L’esame di Maturità resta condizionato anche quest’anno dall’emergenza coronavirus. Ad anticiparlo è La Repubblica. La ministra dell’Istruzione, Lucia Azzolina, è orientata a confermare anche per quest’anno solo l’esame orale.  L’ipotesi di replicare ciò che è accaduto a giugno 2020, togliendo gli scritti e lasciando solo l’orale, è stata accolta da molti all’interno dell’attuale maggioranza.

Ammissione

Rispetto all’anno scorso, però, la Didattica a distanza è considerata strutturale e non emergenziale. Dunque torneranno le bocciature in tutte le classi e le “non ammissioni” all’esame. Per poter concorrere partecipare alla Maturità sarà necessario ottenere un giudizio “complessivamente positivo” agli scrutini.
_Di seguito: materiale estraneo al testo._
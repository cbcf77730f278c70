use mockup_core::config::{MockupConfig, ModelGender};
use mockup_core::prompt::compile;

fn config() -> MockupConfig {
    MockupConfig {
        product_type: "hoodie".into(),
        model_gender: ModelGender::Female,
        ethnicity: "Asian".into(),
        body_type: "slim".into(),
        pose_style: "side profile".into(),
        background_style: "urban street".into(),
        vibe_keywords: "streetwear, bold".into(),
        variations: 2,
    }
}

#[test]
fn test_compile_is_deterministic() {
    assert_eq!(compile(&config()), compile(&config()));
}

#[test]
fn test_compile_ignores_variation_count() {
    let mut many = config();
    many.variations = 6;
    assert_eq!(compile(&config()), compile(&many));
}

#[test]
fn test_compile_contains_every_field() {
    let prompt = compile(&config());
    assert!(prompt.contains("which is a hoodie,"));
    assert!(prompt.contains("- Ethnicity: A natural-looking Asian model."));
    assert!(prompt.contains("- Body Type: slim."));
    assert!(prompt.contains("- Pose: A dynamic and professional side profile."));
    assert!(prompt.contains("- Gender: female."));
    assert!(prompt.contains("- Background: A clean and suitable urban street background"));
    assert!(prompt.contains("- Vibe: The image should have a streetwear, bold vibe."));
}

#[test]
fn test_compile_field_order() {
    let prompt = compile(&config());
    let order = [
        "hoodie",
        "Ethnicity:",
        "Body Type:",
        "Pose:",
        "Gender:",
        "Background:",
        "Vibe:",
        "Style:",
        "Lighting:",
        "Composition:",
        "Negative Keywords:",
    ];
    let positions: Vec<usize> = order
        .iter()
        .map(|needle| prompt.find(needle).unwrap_or_else(|| panic!("missing {needle}")))
        .collect();
    assert!(positions.windows(2).all(|w| w[0] < w[1]), "{positions:?}");
}

#[test]
fn test_compile_any_gender_is_rewritten() {
    let mut any = config();
    any.model_gender = ModelGender::Any;
    let prompt = compile(&any);
    assert!(prompt.contains("- Gender: Any gender that fits the product style."));
    assert!(!prompt.contains("- Gender: any."));
}

#[test]
fn test_compile_male_gender() {
    let mut male = config();
    male.model_gender = ModelGender::Male;
    assert!(compile(&male).contains("- Gender: male."));
}

#[test]
fn test_compile_different_fields_differ() {
    let mut other = config();
    other.background_style = "luxury interior".into();
    assert_ne!(compile(&config()), compile(&other));
}

#[test]
fn test_compile_keywords_verbatim() {
    let mut odd = config();
    odd.vibe_keywords = "  neon,  y2k ,retro ".into();
    assert!(compile(&odd).contains("have a   neon,  y2k ,retro  vibe."));
}

#[test]
fn test_compile_ends_with_newline() {
    let prompt = compile(&MockupConfig::default());
    assert!(prompt.starts_with("Take the product from the provided image, which is a t-shirt,"));
    assert!(prompt.ends_with('\n'));
}
pub mod choices;
pub mod config;
pub mod generate;
pub mod inspect;
pub mod options;
pub mod prompt;
pub mod studio;
use std::fmt;

use serde::{Deserialize, Serialize};

use crate::client::ClientConfig;
use crate::consts::{MAX_VARIATIONS, MIN_VARIATIONS};
use crate::error::{MockupError, Result};

pub const PRODUCT_TYPES: &[&str] = &[
    "t-shirt",
    "hoodie",
    "jacket",
    "pants",
    "shoes",
    "hat/cap",
    "beanie",
    "hijab",
    "accessory",
];

pub const ETHNICITIES: &[&str] = &[
    "African",
    "Asian",
    "European / Caucasian",
    "Arab",
    "Latino",
    "Mixed",
];

pub const BODY_TYPES: &[&str] = &["athletic / muscular", "average", "slim", "curvy"];

pub const POSE_STYLES: &[&str] = &[
    "standing frontal",
    "side profile",
    "sitting relaxed",
    "dynamic action",
    "fashion editorial pose",
];

pub const BACKGROUND_STYLES: &[&str] = &[
    "studio minimal",
    "urban street",
    "outdoor natural",
    "luxury interior",
];

#[derive(Clone, Copy, Debug, Default, PartialEq, Eq, Hash, Serialize, Deserialize)]
#[serde(rename_all = "lowercase")]
pub enum ModelGender {
    Male,
    Female,
    #[default]
    Any,
}

impl ModelGender {
    pub const ALL: &[Self] = &[Self::Male, Self::Female, Self::Any];

    pub fn as_str(self) -> &'static str {
        match self {
            Self::Male => "male",
            Self::Female => "female",
            Self::Any => "any",
        }
    }
}

impl fmt::Display for ModelGender {
    fn fmt(&self, f: &mut fmt::Formatter<'_>) -> fmt::Result {
        f.write_str(self.as_str())
    }
}

impl std::str::FromStr for ModelGender {
    type Err = MockupError;

    fn from_str(s: &str) -> Result<Self> {
        match s.trim().to_lowercase().as_str() {
            "male" => Ok(Self::Male),
            "female" => Ok(Self::Female),
            "any" => Ok(Self::Any),
            other => Err(MockupError::InvalidConfig(format!(
                "unknown model gender '{other}' (expected male, female or any)"
            ))),
        }
    }
}

/// Every parameter of one generation request.
///
/// Treated as an immutable snapshot: edits produce a new value, the
/// orchestrator only ever reads it.
#[derive(Clone, Debug, PartialEq, Eq, Serialize, Deserialize)]
#[serde(default)]
pub struct MockupConfig {
    pub product_type: String,
    pub model_gender: ModelGender,
    pub ethnicity: String,
    pub body_type: String,
    pub pose_style: String,
    pub background_style: String,
    /// Comma-separated mood keywords, echoed verbatim into the prompt.
    pub vibe_keywords: String,
    /// Number of images requested per batch, within
    /// [`MIN_VARIATIONS`]..=[`MAX_VARIATIONS`].
    pub variations: u32,
}

impl Default for MockupConfig {
    fn default() -> Self {
        Self {
            product_type: "t-shirt".into(),
            model_gender: ModelGender::Any,
            ethnicity: "European / Caucasian".into(),
            body_type: "average".into(),
            pose_style: "standing frontal".into(),
            background_style: "studio minimal".into(),
            vibe_keywords: "fashion, modern, premium".into(),
            variations: 3,
        }
    }
}

impl MockupConfig {
    pub fn validate(&self) -> Result<()> {
        if !(MIN_VARIATIONS..=MAX_VARIATIONS).contains(&self.variations) {
            return Err(MockupError::InvalidConfig(format!(
                "variations must be between {MIN_VARIATIONS} and {MAX_VARIATIONS}, got {}",
                self.variations
            )));
        }
        Ok(())
    }
}

/// On-disk configuration file: generation parameters plus client settings.
#[derive(Clone, Debug, Default, Serialize, Deserialize)]
pub struct StudioConfig {
    #[serde(default)]
    pub mockup: MockupConfig,
    #[serde(default)]
    pub client: ClientConfig,
}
Un “5” non sbarrerà il percorso verso la prova finale, purché la valutazione generale sia sufficiente.

La commissione

Sarà replicata anche la formula dell’anno scorso sui componenti della commissione: un presidente esterno e tutti gli altri interni. Infine, il voto: il 60 per cento dipenderà dai giudizi del triennio e il 40 per cento dall’orale conclusivo.